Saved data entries
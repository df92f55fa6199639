//! Deploys the chain-identity contract to every fork and checks the result.

use crate::manager::{ChainManager, ForkHandle};
use alloy::primitives::Address;
use alloy::providers::Provider;
use fork_deploy::{
	query_chain_identity, ChainIdentity, ContractArtifact, DeployOptions, DeployOverrides, Deployer,
};
use fork_types::ForkError;
use futures::future::join_all;
use serde::Serialize;
use std::sync::Arc;
use std::time::Duration;
use tracing::{info, warn};

/// Outcome of the identity check on one fork.
#[derive(Debug, Clone, Serialize)]
pub struct ChainReport {
	pub chain: String,
	pub address: Option<Address>,
	pub identity: Option<ChainIdentity>,
	pub block_number: Option<u64>,
	pub errors: Vec<String>,
}

impl ChainReport {
	fn new(chain: &str) -> Self {
		Self {
			chain: chain.to_string(),
			address: None,
			identity: None,
			block_number: None,
			errors: Vec::new(),
		}
	}

	pub fn passed(&self) -> bool {
		self.errors.is_empty()
	}
}

pub struct MultichainHarness {
	manager: Arc<ChainManager>,
	deployer: Deployer,
	artifact: ContractArtifact,
}

impl MultichainHarness {
	pub fn new(manager: Arc<ChainManager>, deployer: Deployer, artifact: ContractArtifact) -> Self {
		Self {
			manager,
			deployer,
			artifact,
		}
	}

	/// Starts the forks, then deploys and checks every chain concurrently.
	pub async fn run<S: AsRef<str>>(&self, chains: &[S]) -> Result<Vec<ChainReport>, ForkError> {
		let handles = self.manager.setup_chains(chains).await?;
		info!("Forks ready: {}", handles.keys().cloned().collect::<Vec<_>>().join(", "));

		Ok(join_all(handles.values().map(|handle| self.check_chain(handle))).await)
	}

	async fn check_chain(&self, handle: &ForkHandle) -> ChainReport {
		let mut report = ChainReport::new(&handle.name);

		if let Err(e) = self.deploy_and_query(handle, &mut report).await {
			warn!("Chain {} failed: {}", handle.name, e);
			report.errors.push(e.to_string());
		}

		report
	}

	async fn deploy_and_query(
		&self,
		handle: &ForkHandle,
		report: &mut ChainReport,
	) -> Result<(), ForkError> {
		let chain = self.manager.config().chain(&handle.name).unwrap_or_default();
		let overrides = DeployOverrides {
			gas_limit: chain.gas_limit,
			gas_price: chain.gas_price_wei()?,
		};

		let mut options = DeployOptions::default();
		if let Some(timeout_ms) = chain.timeout_ms {
			options.timeout = Duration::from_millis(timeout_ms);
		}
		if let Some(retries) = chain.retries {
			options.retry.max_retries = retries;
		}

		let deployed = self
			.deployer
			.deploy_with_retry(
				&handle.name,
				&handle.rpc_url,
				handle.chain_id,
				&self.artifact,
				&overrides,
				&options,
			)
			.await?;
		report.address = Some(deployed.address);

		let identity = query_chain_identity(handle.provider.clone(), deployed.address).await?;
		report
			.errors
			.extend(identity.mismatches(handle.expected_chain_id, &handle.name));
		report.identity = Some(identity);

		let block_number = handle
			.provider
			.get_block_number()
			.await
			.map_err(|e| ForkError::network_with_source(&handle.name, "Failed to get block number", e))?;
		report.block_number = Some(block_number);

		if let Some(fork_block) = handle.block_number {
			if block_number < fork_block {
				report.errors.push(format!(
					"block number {} is below fork block {}",
					block_number, fork_block
				));
			}
		}

		Ok(())
	}
}

#[cfg(test)]
mod tests {
	use super::*;
	use fork_types::ChainId;

	#[test]
	fn test_report_passes_without_errors() {
		let mut report = ChainReport::new("amoy");
		report.identity = Some(ChainIdentity {
			chain_id: ChainId::AMOY,
			chain_name: "amoy".to_string(),
		});
		assert!(report.passed());

		report.errors.push("expected chain id 80002, got 31337".to_string());
		assert!(!report.passed());
	}

	#[test]
	fn test_report_serializes() {
		let report = ChainReport::new("sepolia");
		let json = serde_json::to_value(&report).unwrap();
		assert_eq!(json["chain"], "sepolia");
		assert!(json["address"].is_null());
	}

	#[tokio::test]
	async fn test_run_fails_on_config_errors() {
		let manager = Arc::new(ChainManager::new(fork_config::Config::default()));
		let deployer = Deployer::new(
			"0xac0974bec39a17e36ba4a6b4d238ff944bacb478cbed5efcae784d7bf4f2ff80",
		)
		.unwrap();
		let artifact = ContractArtifact::from_json(r#"{ "bytecode": "0x6080" }"#).unwrap();

		let harness = MultichainHarness::new(manager, deployer, artifact);
		// no RPC URL configured for amoy
		let err = harness.run(&["amoy"]).await.unwrap_err();
		assert!(err.is_configuration());
	}
}
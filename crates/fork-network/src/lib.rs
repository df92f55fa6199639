//! Network helpers shared by the fork harness.
//!
//! - [`readiness`] polls a JSON-RPC endpoint until it answers.
//! - [`retry`] wraps any fallible async operation with exponential backoff
//!   or a deadline.
//! - [`cleanup`] collects teardown tasks and runs them on exit signals.

pub mod cleanup;
pub mod readiness;
pub mod retry;

pub use cleanup::{CleanupRegistry, CleanupTask};
pub use readiness::{fetch_block_number, wait_for_network, ReadinessOptions};
pub use retry::{retry_with_backoff, with_timeout, RetryOptions};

▸ **PROBLEM DESCRIPTION**:
Out of the records above, pick each line that contains the string "deployed".

▸ **ANSWER TO THIS PROBLEM**:
		let deployed = self
		report.address = Some(deployed.address);
		let identity = query_chain_identity(handle.provider.clone(), deployed.address).await?;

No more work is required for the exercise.